In presented paper influence of external, homogeneous magnetic field (one of the most common fields creating the universe) on interfacial Gibbs energy and its component were investigated. Basing on van Oss, et al. approach, components of Gibbs' interfacial energy of porous silica gel, using thin layer wicking method, were determined without and in homogenous magnetic field with induction 0,44 T. Compared results obtained inside and outside of strong magnetic field shows significant differences between experimental results obtained in 0,4T uniform static magnetic field and outside it. It proves that the field influences on free interphase energy value of porous silica gel.

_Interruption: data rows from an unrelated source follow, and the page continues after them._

//! Read model of a planet at an instant.
//!
//! [`Engine::current_state`] is the single read path: it ticks the planet
//! and its owner, then assembles everything a client renders.

use serde::{Deserialize, Serialize};

use crate::catalog::{ObjectDefinition, ObjectId, ObjectKind};
use crate::clock::Timestamp;
use crate::data::Category;
use crate::economy::ProductionProfile;
use crate::engine::Engine;
use crate::error::Result;
use crate::math::Amount;
use crate::planet::{Planet, PlanetId};
use crate::production::{BuildOrder, BuildQueue, BuildQueueItem, ItemStatus, QueueItemId, QueueKind};
use crate::research::Player;
use crate::resources::{FormattedResources, Resources};

/// One catalog object as seen from a planet.
#[derive(Debug, Clone, PartialEq, Eq, Serialize, Deserialize)]
pub struct ObjectView {
    /// Numeric id.
    pub id: ObjectId,
    /// Machine name.
    pub machine_name: String,
    /// Display name.
    pub title: String,
    /// Menu.
    pub category: Category,
    /// Building level, research level or unit count.
    pub level: u32,
    /// Whether any queue holds this object.
    pub in_queue: bool,
    /// Latest finish among the queued items of this object.
    pub queue_finish: Option<Timestamp>,
    /// Prerequisites met, below the maximum level and affordable right now.
    pub buildable: bool,
}

/// One queued item.
#[derive(Debug, Clone, PartialEq, Eq, Serialize, Deserialize)]
pub struct QueueItemView {
    /// Item id.
    pub id: QueueItemId,
    /// Object being built.
    pub object: ObjectId,
    /// Its machine name.
    pub machine_name: String,
    /// Pending or in progress.
    pub status: ItemStatus,
    /// Level reached on completion, for buildings and research.
    pub target_level: Option<u32>,
    /// Units ordered, for ships and defense.
    pub amount: Option<u32>,
    /// Units already delivered.
    pub delivered: u32,
    /// Start instant.
    pub start: Timestamp,
    /// Finish instant.
    pub finish: Timestamp,
    /// Planet the item was ordered from.
    pub planet: PlanetId,
}

/// One queue and its items in order.
#[derive(Debug, Clone, PartialEq, Eq, Serialize, Deserialize)]
pub struct QueueView {
    /// Which queue.
    pub kind: QueueKind,
    /// Items, head first.
    pub items: Vec<QueueItemView>,
}

/// Everything about a planet at one instant.
#[derive(Debug, Clone, PartialEq, Eq, Serialize, Deserialize)]
pub struct PlanetView {
    /// Planet id.
    pub planet: PlanetId,
    /// Planet name.
    pub name: String,
    /// Instant the view was taken.
    pub at: Timestamp,
    /// Stock; the energy field is the net energy balance.
    pub resources: Resources,
    /// Stock in the client's long format.
    pub formatted: FormattedResources,
    /// Production per hour, storage capacity and energy.
    pub profile: ProductionProfile,
    /// Every catalog object in id order.
    pub objects: Vec<ObjectView>,
    /// Buildings, research, shipyard and defense queues.
    pub queues: Vec<QueueView>,
}

impl PlanetView {
    /// View of one object by machine name.
    #[must_use]
    pub fn object(&self, machine_name: &str) -> Option<&ObjectView> {
        self.objects.iter().find(|o| o.machine_name == machine_name)
    }

    /// View of one queue.
    #[must_use]
    pub fn queue(&self, kind: QueueKind) -> Option<&QueueView> {
        self.queues.iter().find(|q| q.kind == kind)
    }
}

impl Engine {
    /// Tick `planet` and `player` to `now` and describe the result.
    ///
    /// Fails only with [`GameError::UnknownObject`](crate::error::GameError)
    /// when a queue references an object missing from the catalog.
    pub fn current_state(
        &self,
        planet: &mut Planet,
        player: &mut Player,
        now: Timestamp,
    ) -> Result<PlanetView> {
        self.tick(planet, player, now)?;
        let profile = self.profile(planet, player);
        let resources = planet.resources_at(now, &profile);

        let queues = QueueKind::ALL
            .iter()
            .map(|&kind| {
                let queue = planet.queue(kind).unwrap_or_else(|| player.queue());
                self.queue_view(queue)
            })
            .collect::<Result<Vec<_>>>()?;

        let objects = self
            .catalog()
            .iter()
            .map(|def| self.object_view(def, planet, player, &resources, &profile))
            .collect();

        Ok(PlanetView {
            planet: planet.id,
            name: planet.name.clone(),
            at: now,
            resources,
            formatted: resources.formatted(),
            profile,
            objects,
            queues,
        })
    }

    fn queue_view(&self, queue: &BuildQueue) -> Result<QueueView> {
        let items = queue
            .iter()
            .map(|item| self.item_view(item))
            .collect::<Result<Vec<_>>>()?;
        Ok(QueueView {
            kind: queue.kind(),
            items,
        })
    }

    fn item_view(&self, item: &BuildQueueItem) -> Result<QueueItemView> {
        let def = self.catalog().definition(item.object).map_err(|err| {
            tracing::error!(
                item = %item.id,
                object = %item.object,
                "queue references an object missing from the catalog"
            );
            err
        })?;
        let (amount, delivered) = match item.order {
            BuildOrder::Upgrade { .. } => (None, 0),
            BuildOrder::Units {
                amount, delivered, ..
            } => (Some(amount), delivered),
        };
        Ok(QueueItemView {
            id: item.id,
            object: item.object,
            machine_name: def.machine_name.clone(),
            status: item.status,
            target_level: item.target_level(),
            amount,
            delivered,
            start: item.start,
            finish: item.finish,
            planet: item.planet,
        })
    }

    fn object_view(
        &self,
        def: &ObjectDefinition,
        planet: &Planet,
        player: &Player,
        resources: &Resources,
        profile: &ProductionProfile,
    ) -> ObjectView {
        let (level, queue, next) = match def.kind() {
            ObjectKind::Building => (
                planet.level(def.id),
                planet.queue(QueueKind::Buildings),
                u64::from(planet.next_building_level(def.id)),
            ),
            ObjectKind::Research => (
                player.research_level(def.id),
                Some(player.queue()),
                u64::from(player.next_research_level(def.id)),
            ),
            ObjectKind::Unit => (
                planet.level(def.id),
                planet.queue(def.category.queue()),
                u64::from(planet.units_including_queued(def.id)) + 1,
            ),
        };
        let queue_finish = queue.and_then(|q| q.finish_for(def.id));

        let cost = match def.kind() {
            ObjectKind::Unit => def.cost_at(0),
            _ => def.cost_at(u32::try_from(next.saturating_sub(1)).unwrap_or(u32::MAX)),
        };
        let energy_ok = cost.energy() <= Amount::ZERO || cost.energy() <= profile.energy_balance();
        let buildable = next <= u64::from(def.max_level)
            && self
                .catalog()
                .prerequisites_met(def, planet.levels(), player.research())
            && resources.covers(&cost)
            && energy_ok;

        ObjectView {
            id: def.id,
            machine_name: def.machine_name.clone(),
            title: def.title.clone(),
            category: def.category,
            level,
            in_queue: queue_finish.is_some(),
            queue_finish,
            buildable,
        }
    }
}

Static magnetic field, Free interphase energy, Thin layer wicking
γ: Free interfacial energy; γAB: Polar component of free interfacial energy (acid-base component); γLW: Apolar component of free interfacial energy (Lifshitz-van der Waals component); γ-: Electron donor parameter of polar component of free interfacial energy; γ+: Electron acceptor parameter of polar component of free interfacial energy; γd: London parameter of apolar component of free interfacial energy; γp: Debye parameter of apolar component of free interfacial energy; γi: Keesom parameter of apolar component of free interfacial energy; γL: Free interfacial energy of liquid; γS: Free interfacial energy of solid; γSL: Solid-liquid free interfacial energy; ΔGa12(AB) : Acid-base (polar) component of Gibbs interfacial energy between two phases; ΔGa12(LW) : Lifshitz van der Waals (apolar) component of Gibbs interfacial energy between two phases; ΔG: Free interfacial energy during porous layer penetration by liquid; ΔGb: Free interfacial energy calculated from Washburn equation for dry layers; ΔGp: Free interfacial energy calculated from Washburn equations for conditioned layers; R: Effective radius of porous bed (effective radius of interparticle capillaries); η: Liquid viscosity; t: Time of penetration porous solid layer by liquid; x: Distance of penetration porous solid layer in time t
Magnetic field is one of the most common fields creating the universe. As it was proven before [1-3] its presence influences on some processes taking place in the interfacial area, but investigations consisting influence of static magnetic field on change of values of components of free surface energy, according to our knowledge, have never been performed.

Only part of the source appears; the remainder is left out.